Even the researchers of the Brazilian and U.K. studies noted that many cases of supposed adult-onset ADHD may be a different mental health condition altogether, such as anxiety, depression, or obsessive-compulsive disorder. It’s also possible, they say, that in some cases, ADHD may be masked in childhood due to protective factors, such as having high cognitive skills and a supportive family, which allow children to cope with or compensate for the symptoms—but when they, as adults, are faced with more life challenges and a less-structured environment, the symptoms may then become apparent. That is, ADHD that appears for the first time in adulthood may just be “late-identified.”
Research is still ongoing about whether ADHD can begin in adulthood as a distinct disorder from childhood-onset ADHD. One sure thing is that if true adult-onset ADHD exists, it is not as common as it has recently been made out to be.
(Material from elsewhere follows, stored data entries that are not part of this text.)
use chrono::{DateTime, NaiveDate, Utc};
use serde::{Deserialize, Serialize};
use uuid::Uuid;

use super::numeric::Amount;
use super::TenantId;

pub type JournalEntryId = Uuid;

/// A book entry sourced from the client's accounting system.
/// Exactly one of debit/credit is normally non-zero, but imported books are
/// not trusted to guarantee that.
#[derive(Debug, Clone, Serialize, Deserialize)]
pub struct JournalEntry {
    pub id: JournalEntryId,
    pub tenant_id: TenantId,
    pub account_name: String,
    pub account_code: Option<String>,
    pub debit_amount: Amount,
    pub credit_amount: Amount,
    pub entry_date: NaiveDate,
    pub description: Option<String>,
    pub created_at: DateTime<Utc>,
}

impl JournalEntry {
    pub fn new(
        tenant_id: TenantId,
        account_name: impl Into<String>,
        debit_amount: Amount,
        credit_amount: Amount,
        entry_date: NaiveDate,
    ) -> Self {
        Self {
            id: Uuid::new_v4(),
            tenant_id,
            account_name: account_name.into(),
            account_code: None,
            debit_amount,
            credit_amount,
            entry_date,
            description: None,
            created_at: Utc::now(),
        }
    }

    pub fn with_account_code(mut self, code: impl Into<String>) -> Self {
        self.account_code = Some(code.into());
        self
    }

    pub fn with_description(mut self, description: impl Into<String>) -> Self {
        self.description = Some(description.into());
        self
    }

    /// The ledger this entry aggregates under: account name, falling back to
    /// the account code when the name is blank.
    pub fn ledger_name(&self) -> &str {
        let name = self.account_name.trim();
        if !name.is_empty() {
            return name;
        }
        self.account_code.as_deref().unwrap_or("").trim()
    }

    /// The single-sided amount of the entry, whichever side carries it.
    pub fn amount(&self) -> Amount {
        if self.debit_amount != 0.0 {
            self.debit_amount
        } else {
            self.credit_amount
        }
    }
}

#[cfg(test)]
mod tests {
    use super::*;

    fn date(y: i32, m: u32, d: u32) -> NaiveDate {
        NaiveDate::from_ymd_opt(y, m, d).unwrap()
    }

    #[test]
    fn test_ledger_name_prefers_account_name() {
        let entry = JournalEntry::new(Uuid::new_v4(), "Cash", 100.0, 0.0, date(2025, 1, 1))
            .with_account_code("1001");
        assert_eq!(entry.ledger_name(), "Cash");
    }

    #[test]
    fn test_ledger_name_falls_back_to_code() {
        let entry = JournalEntry::new(Uuid::new_v4(), "  ", 100.0, 0.0, date(2025, 1, 1))
            .with_account_code("1001");
        assert_eq!(entry.ledger_name(), "1001");
    }

    #[test]
    fn test_amount_picks_nonzero_side() {
        let debit = JournalEntry::new(Uuid::new_v4(), "Cash", 250.0, 0.0, date(2025, 1, 1));
        assert_eq!(debit.amount(), 250.0);

        let credit = JournalEntry::new(Uuid::new_v4(), "Sales", 0.0, 980.0, date(2025, 1, 1));
        assert_eq!(credit.amount(), 980.0);
    }
}
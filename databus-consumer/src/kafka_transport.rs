use std::collections::HashSet;
use std::sync::{Arc, PoisonError, RwLock};
use std::time::{Duration, SystemTime, UNIX_EPOCH};

use async_trait::async_trait;
use rdkafka::config::ClientConfig;
use rdkafka::consumer::{
    BaseConsumer, CommitMode, Consumer, ConsumerContext, Rebalance, StreamConsumer,
};
use rdkafka::error::{KafkaError, KafkaResult};
use rdkafka::message::BorrowedMessage;
use rdkafka::{ClientContext, Offset, TopicPartitionList};
use tokio::sync::{mpsc, Mutex};
use tracing::{debug, info, warn};

use crate::config::{AutoCommitMode, ConsumerConfig};
use crate::message::{KafkaMessage, Partition};
use crate::transport::{Transport, TransportEvent};

/// Build the librdkafka client settings for a consumer.
///
/// Offsets are stored as messages are delivered, so a bulk commit moves
/// every assigned partition up to the last record handed to the dispatcher.
/// The client only commits on its own when running in `AutoCommitMode::Auto`.
pub fn client_config(config: &ConsumerConfig) -> ClientConfig {
    let mut client_config = ClientConfig::new();

    let client_id = format!(
        "rdkafka-{}-{}-{}",
        SystemTime::now()
            .duration_since(UNIX_EPOCH)
            .unwrap_or_default()
            .as_secs(),
        std::process::id(),
        config.instance_id
    );

    client_config
        .set("bootstrap.servers", &config.address)
        .set("broker.address.family", "v4")
        .set("group.id", &config.group_id)
        .set("session.timeout.ms", "6000")
        .set("client.id", client_id)
        .set("auto.offset.reset", &config.offset_reset)
        .set(
            "enable.auto.commit",
            (config.auto_commit_mode == AutoCommitMode::Auto).to_string(),
        )
        .set("enable.auto.offset.store", "true")
        .set("socket.keepalive.enable", "true")
        .set("enable.partition.eof", "true");

    if config.tls {
        client_config
            .set("security.protocol", "ssl")
            .set("enable.ssl.certificate.verification", "false");
    }

    client_config
}

/// Forwards librdkafka callbacks onto the transport's event channel
pub struct TransportContext {
    events_tx: mpsc::UnboundedSender<TransportEvent>,
}

impl TransportContext {
    fn forward(&self, event: TransportEvent) {
        if self.events_tx.send(event).is_err() {
            debug!("transport event channel closed, dropping event");
        }
    }
}

impl ClientContext for TransportContext {
    fn error(&self, error: KafkaError, reason: &str) {
        warn!(error = %error, reason, "librdkafka client error");
        self.forward(TransportEvent::Error(error));
    }
}

impl ConsumerContext for TransportContext {
    fn post_rebalance(&self, _base_consumer: &BaseConsumer<Self>, rebalance: &Rebalance) {
        match rebalance {
            Rebalance::Assign(partitions) => {
                let assigned: Vec<Partition> =
                    partitions.elements().into_iter().map(Partition::from).collect();
                info!(count = assigned.len(), "partitions assigned");
                self.forward(TransportEvent::Assigned(assigned));
            }
            Rebalance::Revoke(partitions) => {
                let revoked: Vec<Partition> =
                    partitions.elements().into_iter().map(Partition::from).collect();
                info!(count = revoked.len(), "partitions revoked");
                self.forward(TransportEvent::Revoked(revoked));
            }
            Rebalance::Error(e) => {
                self.forward(TransportEvent::Other(format!("rebalance error: {e}")));
            }
        }
    }
}

/// `Transport` backed by an rdkafka `StreamConsumer`.
///
/// `close()` drops the client, which leaves the group and stops the
/// librdkafka threads even while other `Arc` holders of the transport remain.
/// Calls made after that fail with `KafkaError::Canceled` or return no event.
pub struct KafkaTransport {
    consumer: RwLock<Option<Arc<StreamConsumer<TransportContext>>>>,
    events_rx: Mutex<mpsc::UnboundedReceiver<TransportEvent>>,
}

impl KafkaTransport {
    pub fn new(config: &ConsumerConfig) -> KafkaResult<Self> {
        let (events_tx, events_rx) = mpsc::unbounded_channel();
        let context = TransportContext { events_tx };

        let consumer: StreamConsumer<TransportContext> =
            client_config(config).create_with_context(context)?;

        Ok(Self {
            consumer: RwLock::new(Some(Arc::new(consumer))),
            events_rx: Mutex::new(events_rx),
        })
    }

    pub fn is_closed(&self) -> bool {
        self.client().is_err()
    }

    fn client(&self) -> KafkaResult<Arc<StreamConsumer<TransportContext>>> {
        self.consumer
            .read()
            .unwrap_or_else(PoisonError::into_inner)
            .clone()
            .ok_or(KafkaError::Canceled)
    }

    fn convert(result: KafkaResult<BorrowedMessage<'_>>) -> TransportEvent {
        match result {
            Ok(message) => TransportEvent::Message(KafkaMessage::from_borrowed_message(&message)),
            Err(KafkaError::PartitionEOF(partition)) => TransportEvent::PartitionEof(partition),
            Err(e) => TransportEvent::Error(e),
        }
    }
}

/// True when `current` holds exactly the `requested` partitions.
///
/// The default rebalance callback has already applied a group assignment by
/// the time it reaches the event channel. Assigning the same set again would
/// reset every fetch position to the last committed offset.
fn is_current_assignment(current: &TopicPartitionList, requested: &[Partition]) -> bool {
    let current: HashSet<Partition> = current
        .elements()
        .into_iter()
        .map(Partition::from)
        .collect();
    let requested: HashSet<Partition> = requested.iter().cloned().collect();
    current == requested
}

#[async_trait]
impl Transport for KafkaTransport {
    fn subscribe(&self, topic: &str) -> KafkaResult<()> {
        self.client()?.subscribe(&[topic])
    }

    async fn poll(&self, timeout: Duration) -> Option<TransportEvent> {
        let mut events = self.events_rx.lock().await;
        if let Ok(event) = events.try_recv() {
            return Some(event);
        }
        let consumer = self.client().ok()?;

        tokio::select! {
            event = events.recv() => event,
            received = tokio::time::timeout(timeout, consumer.recv()) => {
                received.ok().map(Self::convert)
            }
        }
    }

    async fn next_event(&self) -> Option<TransportEvent> {
        let mut events = self.events_rx.lock().await;
        let Ok(consumer) = self.client() else {
            return events.try_recv().ok();
        };

        tokio::select! {
            event = events.recv() => event,
            received = consumer.recv() => Some(Self::convert(received)),
        }
    }

    fn commit(&self) -> KafkaResult<()> {
        self.client()?.commit_consumer_state(CommitMode::Sync)
    }

    fn commit_message(&self, message: &KafkaMessage) -> KafkaResult<()> {
        let mut list = TopicPartitionList::new();
        list.add_partition_offset(
            message.get_topic(),
            message.get_partition(),
            Offset::Offset(message.get_offset() + 1),
        )?;
        self.client()?.commit(&list, CommitMode::Sync)
    }

    fn assign(&self, partitions: &[Partition]) -> KafkaResult<()> {
        let consumer = self.client()?;
        if is_current_assignment(&consumer.assignment()?, partitions) {
            debug!(count = partitions.len(), "partitions already assigned");
            return Ok(());
        }

        let mut list = TopicPartitionList::new();
        for partition in partitions {
            list.add_partition(partition.topic(), partition.partition_number());
        }
        consumer.assign(&list)
    }

    fn unassign(&self) -> KafkaResult<()> {
        let consumer = self.client()?;
        if consumer.assignment()?.count() == 0 {
            debug!("no partitions assigned");
            return Ok(());
        }
        consumer.unassign()
    }

    fn close(&self) {
        let consumer = self
            .consumer
            .write()
            .unwrap_or_else(PoisonError::into_inner)
            .take();

        if let Some(consumer) = consumer {
            consumer.unsubscribe();
            drop(consumer);
            info!("kafka transport closed");
        }
    }
}

#[cfg(test)]
mod tests {
    use super::*;
    use crate::config::ConsumerMode;

    #[test]
    fn test_client_config_for_batch_mode() {
        let config = ConsumerConfig::new("kafka:9092", "group-a", "events")
            .with_consumer_mode(ConsumerMode::Poll)
            .with_instance_id(7);
        let client = client_config(&config);

        assert_eq!(client.get("bootstrap.servers"), Some("kafka:9092"));
        assert_eq!(client.get("group.id"), Some("group-a"));
        assert_eq!(client.get("enable.auto.commit"), Some("false"));
        assert_eq!(client.get("enable.auto.offset.store"), Some("true"));
        assert_eq!(client.get("enable.partition.eof"), Some("true"));
        assert_eq!(client.get("auto.offset.reset"), Some("latest"));
        assert_eq!(client.get("security.protocol"), None);

        let client_id = client.get("client.id").unwrap();
        assert!(client_id.starts_with("rdkafka-"));
        assert!(client_id.ends_with(&format!("-{}-7", std::process::id())));
    }

    #[test]
    fn test_client_config_for_auto_commit_with_tls() {
        let mut config = ConsumerConfig::new("kafka:9092", "group-a", "events")
            .with_auto_commit_mode(AutoCommitMode::Auto);
        config.tls = true;
        let client = client_config(&config);

        assert_eq!(client.get("enable.auto.commit"), Some("true"));
        assert_eq!(client.get("security.protocol"), Some("ssl"));
    }

    fn partitions(numbers: &[i32]) -> Vec<Partition> {
        numbers
            .iter()
            .map(|n| Partition::new("events".to_string(), *n))
            .collect()
    }

    #[test]
    fn test_same_assignment_is_detected() {
        let mut current = TopicPartitionList::new();
        current.add_partition("events", 0);
        current.add_partition("events", 1);

        assert!(is_current_assignment(&current, &partitions(&[1, 0])));
        assert!(!is_current_assignment(&current, &partitions(&[0])));
        assert!(!is_current_assignment(&current, &partitions(&[0, 1, 2])));
        assert!(!is_current_assignment(
            &current,
            &[
                Partition::new("other".to_string(), 0),
                Partition::new("events".to_string(), 1)
            ]
        ));

        let empty = TopicPartitionList::new();
        assert!(is_current_assignment(&empty, &[]));
        assert!(!is_current_assignment(&empty, &partitions(&[0])));
    }

    #[tokio::test]
    async fn test_unassign_without_assignment_is_a_no_op() {
        let transport =
            KafkaTransport::new(&ConsumerConfig::new("localhost:9092", "group-a", "events"))
                .unwrap();

        assert!(transport.unassign().is_ok());
        // Same (empty) assignment, nothing handed to librdkafka
        assert!(transport.assign(&[]).is_ok());
        transport.close();
    }

    #[tokio::test]
    async fn test_close_releases_the_client() {
        let transport =
            KafkaTransport::new(&ConsumerConfig::new("localhost:9092", "group-a", "events"))
                .unwrap();
        assert!(!transport.is_closed());

        transport.close();
        assert!(transport.is_closed());
        assert!(matches!(transport.commit(), Err(KafkaError::Canceled)));
        assert!(matches!(
            transport.subscribe("events"),
            Err(KafkaError::Canceled)
        ));
        assert!(transport.poll(Duration::from_millis(10)).await.is_none());

        // Second close is a no-op
        transport.close();
    }
}
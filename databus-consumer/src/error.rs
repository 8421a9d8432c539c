use rdkafka::error::KafkaError;
use thiserror::Error;

/// Errors returned to callers of the consumer controller.
#[derive(Error, Debug)]
pub enum ConsumerError {
    #[error("Kafka error: {0}")]
    Kafka(#[from] KafkaError),
    #[error("consumer has already been started")]
    AlreadyStarted,
    #[error("consumer is closed")]
    Closed,
}

#[derive(Error, Debug, PartialEq, Eq)]
pub enum HashRingError {
    #[error("hash ring has no members")]
    Empty,
}

#[derive(Error, Debug, PartialEq, Eq)]
#[error("{value} is not a valid {kind}")]
pub struct ParseModeError {
    pub kind: &'static str,
    pub value: String,
}

#[derive(Error, Debug, PartialEq, Eq)]
pub enum DispatchError {
    #[error("queue for worker {0} is closed")]
    QueueClosed(usize),
}
use rdkafka::message::{BorrowedMessage, Message};
use rdkafka::topic_partition_list::TopicPartitionListElem;

#[derive(Debug, Clone, PartialEq, Eq, Hash)]
pub struct Partition {
    topic: String,
    partition_number: i32,
}

impl Partition {
    pub fn new(topic: String, partition_number: i32) -> Self {
        Self {
            topic,
            partition_number,
        }
    }

    pub fn topic(&self) -> &str {
        &self.topic
    }

    pub fn partition_number(&self) -> i32 {
        self.partition_number
    }
}

impl From<TopicPartitionListElem<'_>> for Partition {
    fn from(elem: TopicPartitionListElem<'_>) -> Self {
        Self::new(elem.topic().to_string(), elem.partition())
    }
}

/// An owned copy of a broker record.
///
/// The transport hands these to the dispatcher, which moves each one into
/// exactly one worker queue. The worker owns it until the handler returns.
#[derive(Debug, Clone)]
pub struct KafkaMessage {
    topic_partition: Partition,
    offset: i64,
    key: Option<Vec<u8>>,
    payload: Option<Vec<u8>>,
    timestamp: Option<i64>,
}

impl KafkaMessage {
    pub fn new(
        topic_partition: Partition,
        offset: i64,
        key: Option<Vec<u8>>,
        payload: Option<Vec<u8>>,
        timestamp: Option<i64>,
    ) -> Self {
        Self {
            topic_partition,
            offset,
            key,
            payload,
            timestamp,
        }
    }

    /// Detach a record from the rdkafka client buffer
    pub fn from_borrowed_message(msg: &BorrowedMessage<'_>) -> Self {
        Self {
            topic_partition: Partition::new(msg.topic().to_string(), msg.partition()),
            offset: msg.offset(),
            key: msg.key().map(|k| k.to_vec()),
            payload: msg.payload().map(|p| p.to_vec()),
            timestamp: msg.timestamp().to_millis(),
        }
    }

    pub fn new_for_test(
        partition: Partition,
        offset: i64,
        key: Option<&str>,
        payload: Option<&str>,
    ) -> Self {
        Self::new(
            partition,
            offset,
            key.map(|k| k.as_bytes().to_vec()),
            payload.map(|p| p.as_bytes().to_vec()),
            None,
        )
    }

    pub fn get_topic_partition(&self) -> &Partition {
        &self.topic_partition
    }

    pub fn get_topic(&self) -> &str {
        self.topic_partition.topic()
    }

    pub fn get_partition(&self) -> i32 {
        self.topic_partition.partition_number()
    }

    pub fn get_offset(&self) -> i64 {
        self.offset
    }

    pub fn get_key(&self) -> Option<&[u8]> {
        self.key.as_deref()
    }

    /// The routing key as a string, or None when the record carries no key
    /// or an empty one. Non UTF-8 bytes are replaced, which keeps routing
    /// deterministic for binary keys.
    pub fn routing_key(&self) -> Option<String> {
        match self.key.as_deref() {
            Some(key) if !key.is_empty() => Some(String::from_utf8_lossy(key).into_owned()),
            _ => None,
        }
    }

    pub fn get_payload(&self) -> Option<&[u8]> {
        self.payload.as_deref()
    }

    pub fn get_timestamp(&self) -> Option<i64> {
        self.timestamp
    }
}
Still, adults who have long-standing impulsivity, hyperactivity, or inattentiveness that is impairing their ability to function well in daily life should be evaluated, even if they don’t recall being that way early in life or if family members say these symptoms were not apparent during childhood.
But it’s key for health care providers to determine whether the symptoms may be related to some other mental health condition before beginning treatment, which often involves use of the prescription stimulants methylphenidate (Ritalin) and dextroamphetamine (in Adderall), plus behavioral treatments for children and cognitive-behavioral treatments for adults. For most individuals with ADHD, this combination of pharmacologic and psychosocial interventions is optimal. The CDC outlines the criteria used to diagnose ADHD in both children and adults on its website.